By Kristina Peterson
U.S. stocks cooled late Monday as jitters ahead of U.S. midterm
elections and expected moves from the Federal Reserve prompted
traders to duck out of a market whose long climb is now raising
some eyebrows.
The Dow Jones Industrial Average (DJI) shed 37 points, or 0.3%,
to 11082 in recent trading, reversing an earlier triple-digit
climb. Kraft Foods (KFT) lead the Dow's declines, falling 1.4%.
Alcoa (AA) was also weak, down 1.4%.
Limiting the measure's losses, technology stocks rose after the
Semiconductor Industry Association said global chip sales rose 2.9%
in September from a month earlier. Intel climbed 2%, while
Hewlett-Packard (HPQ) rose 0.8%.
Traders' focus is locked on events later this week, including
Tuesday's midterm elections and Wednesday's conclusion of a meeting
of the Federal Reserve's policy-making committee. The stock market
has rallied since early September on expectations that the Fed will
resume purchasing bonds in order to stimulate the economy.

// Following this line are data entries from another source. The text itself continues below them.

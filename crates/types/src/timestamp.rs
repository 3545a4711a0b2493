//! Lenient timestamp parsing.
//!
//! The server emits naive ISO-8601 datetimes (no offset). Those are taken as
//! UTC; RFC 3339 strings with an offset are accepted too.

use chrono::{DateTime, NaiveDateTime, Utc};
use serde::{Deserialize, Deserializer};

pub(crate) fn parse(raw: &str) -> Option<DateTime<Utc>> {
    if let Ok(dt) = DateTime::parse_from_rfc3339(raw) {
        return Some(dt.with_timezone(&Utc));
    }
    NaiveDateTime::parse_from_str(raw, "%Y-%m-%dT%H:%M:%S%.f")
        .ok()
        .map(|naive| naive.and_utc())
}

pub(crate) fn deserialize<'de, D>(deserializer: D) -> Result<DateTime<Utc>, D::Error>
where
    D: Deserializer<'de>,
{
    let raw = String::deserialize(deserializer)?;
    parse(&raw).ok_or_else(|| serde::de::Error::custom(format!("invalid timestamp: {raw}")))
}

pub(crate) mod option {
    use super::*;

    pub(crate) fn deserialize<'de, D>(deserializer: D) -> Result<Option<DateTime<Utc>>, D::Error>
    where
        D: Deserializer<'de>,
    {
        match Option::<String>::deserialize(deserializer)? {
            Some(raw) => parse(&raw)
                .map(Some)
                .ok_or_else(|| serde::de::Error::custom(format!("invalid timestamp: {raw}"))),
            None => Ok(None),
        }
    }
}
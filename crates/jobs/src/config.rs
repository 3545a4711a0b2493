//! Client configuration.
//!
//! Resolution order: built-in defaults, then the TOML file
//! (`$CONFIG_DIR/dats/jobs.toml` or an explicit path), then environment
//! variables.

use std::path::{Path, PathBuf};
use std::time::Duration;

use serde::Deserialize;

use crate::error::ConfigError;

/// Polling cadence for one job.
#[derive(Debug, Clone, PartialEq, Eq, Deserialize)]
#[serde(default)]
pub struct PollConfig {
    pub interval_ms: u64,
    /// Upper bound for the delay after repeated poll failures.
    pub max_backoff_ms: u64,
    /// Give up after this many consecutive failures. `None` polls forever.
    pub max_consecutive_failures: Option<u32>,
}

impl Default for PollConfig {
    fn default() -> Self {
        Self {
            interval_ms: 1000,
            max_backoff_ms: 30_000,
            max_consecutive_failures: None,
        }
    }
}

impl PollConfig {
    pub fn interval(&self) -> Duration {
        Duration::from_millis(self.interval_ms)
    }

    /// Delay before the next poll, doubling per consecutive failure.
    pub fn delay_after(&self, consecutive_failures: u32) -> Duration {
        let factor = 1u64 << consecutive_failures.min(16);
        let delay = self.interval_ms.saturating_mul(factor);
        Duration::from_millis(delay.min(self.max_backoff_ms.max(self.interval_ms)))
    }
}

#[derive(Debug, Clone, PartialEq, Eq, Deserialize)]
#[serde(default)]
pub struct ClientConfig {
    /// Base URL of the REST API.
    pub api_url: String,
    /// Base URL that export `results_url`s are relative to.
    pub content_url: String,
    /// Bearer token sent with every request.
    pub token: Option<String>,
    pub request_timeout_secs: u64,
    /// Where finished exports are saved.
    pub download_dir: PathBuf,
    pub poll: PollConfig,
}

impl Default for ClientConfig {
    fn default() -> Self {
        Self {
            api_url: "http://localhost:5500".into(),
            content_url: "http://localhost:13120".into(),
            token: None,
            request_timeout_secs: 30,
            download_dir: PathBuf::from("."),
            poll: PollConfig::default(),
        }
    }
}

impl ClientConfig {
    /// Default config file location, if the platform has a config dir.
    pub fn default_path() -> Option<PathBuf> {
        dirs::config_dir().map(|dir| dir.join("dats").join("jobs.toml"))
    }

    /// Load from `path` (or the default location when it exists), then apply
    /// environment overrides.
    pub fn load(path: Option<&Path>) -> Result<Self, ConfigError> {
        let mut config = match path {
            Some(path) => Self::from_file(path)?,
            None => match Self::default_path().filter(|p| p.exists()) {
                Some(path) => Self::from_file(&path)?,
                None => Self::default(),
            },
        };
        config.apply_overrides(|key| std::env::var(key).ok())?;
        Ok(config)
    }

    pub fn from_file(path: &Path) -> Result<Self, ConfigError> {
        let raw = std::fs::read_to_string(path).map_err(|source| ConfigError::Io {
            path: path.to_path_buf(),
            source,
        })?;
        toml::from_str(&raw).map_err(|e| ConfigError::Parse {
            path: path.to_path_buf(),
            message: e.to_string(),
        })
    }

    /// Apply `DATS_*` overrides from `lookup`.
    pub fn apply_overrides(
        &mut self,
        lookup: impl Fn(&str) -> Option<String>,
    ) -> Result<(), ConfigError> {
        if let Some(url) = lookup("DATS_API_URL") {
            self.api_url = url;
        }
        if let Some(url) = lookup("DATS_CONTENT_URL") {
            self.content_url = url;
        }
        if let Some(token) = lookup("DATS_TOKEN").filter(|t| !t.is_empty()) {
            self.token = Some(token);
        }
        if let Some(dir) = lookup("DATS_DOWNLOAD_DIR") {
            self.download_dir = PathBuf::from(dir);
        }
        if let Some(raw) = lookup("DATS_POLL_INTERVAL_MS") {
            self.poll.interval_ms = raw.parse().map_err(|_| ConfigError::InvalidValue {
                key: "DATS_POLL_INTERVAL_MS",
                value: raw.clone(),
            })?;
        }
        self.validate()
    }

    pub fn validate(&self) -> Result<(), ConfigError> {
        for (key, url) in [("api_url", &self.api_url), ("content_url", &self.content_url)] {
            if !(url.starts_with("http://") || url.starts_with("https://")) {
                return Err(ConfigError::InvalidValue {
                    key,
                    value: url.clone(),
                });
            }
        }
        if self.poll.interval_ms == 0 {
            return Err(ConfigError::InvalidValue {
                key: "poll.interval_ms",
                value: "0".into(),
            });
        }
        Ok(())
    }
}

In early afternoon trading, the market cooled its earlier climb,
fueled by a round of better-than-expected economic reports. Traders
said they wouldn't be surprised to see a selloff after the election
and Fed meeting given the market's steady climb since September
amid a surge of market optimism.
"I am concerned about the overhang of long to shorts in the
market and the amount of bullish sentiment," said John Brady,
senior vice president at MF Global. Given the week's major
political and economic events, "you're probably seeing some guys
taking some chips off the table," he said.
The market climbed earlier Monday, fueled by encouraging
manufacturing reports from the U.S. and China, as well as an
unexpected rise in U.S. construction spending.
"Generally with an election tomorrow you'd have almost nothing
happening in the market today," said Jennifer Ellison, principal at
Bingham, Osborn & Scarborough. "Regardless of who wins tomorrow
or what the Fed does, if we don't have corporate earnings growth
and don't have people going back to work, the market's not going to
continue going up at the pace it has been," she said.
The Nasdaq Composite (RIXF) shed 0.5% to 2496. The S&P 500
edged down 0.3% to 1179. The S&P's utilities sector led its
declines, weighed by a 2.8% drop in NextEra Energy. The company
said it expects the year's profit will come in "the lower half" of
its prior forecast. Dominion Resources (Virginia) shed 3.1%.
Among companies reporting earnings, Baker Hughes (BHI) climbed
3.7%. Its third-quarter earnings soared as the oilfield-services
company benefited from a rebound in North America, a seasonal
recovery in Canada and the April acquisition of BJ Services.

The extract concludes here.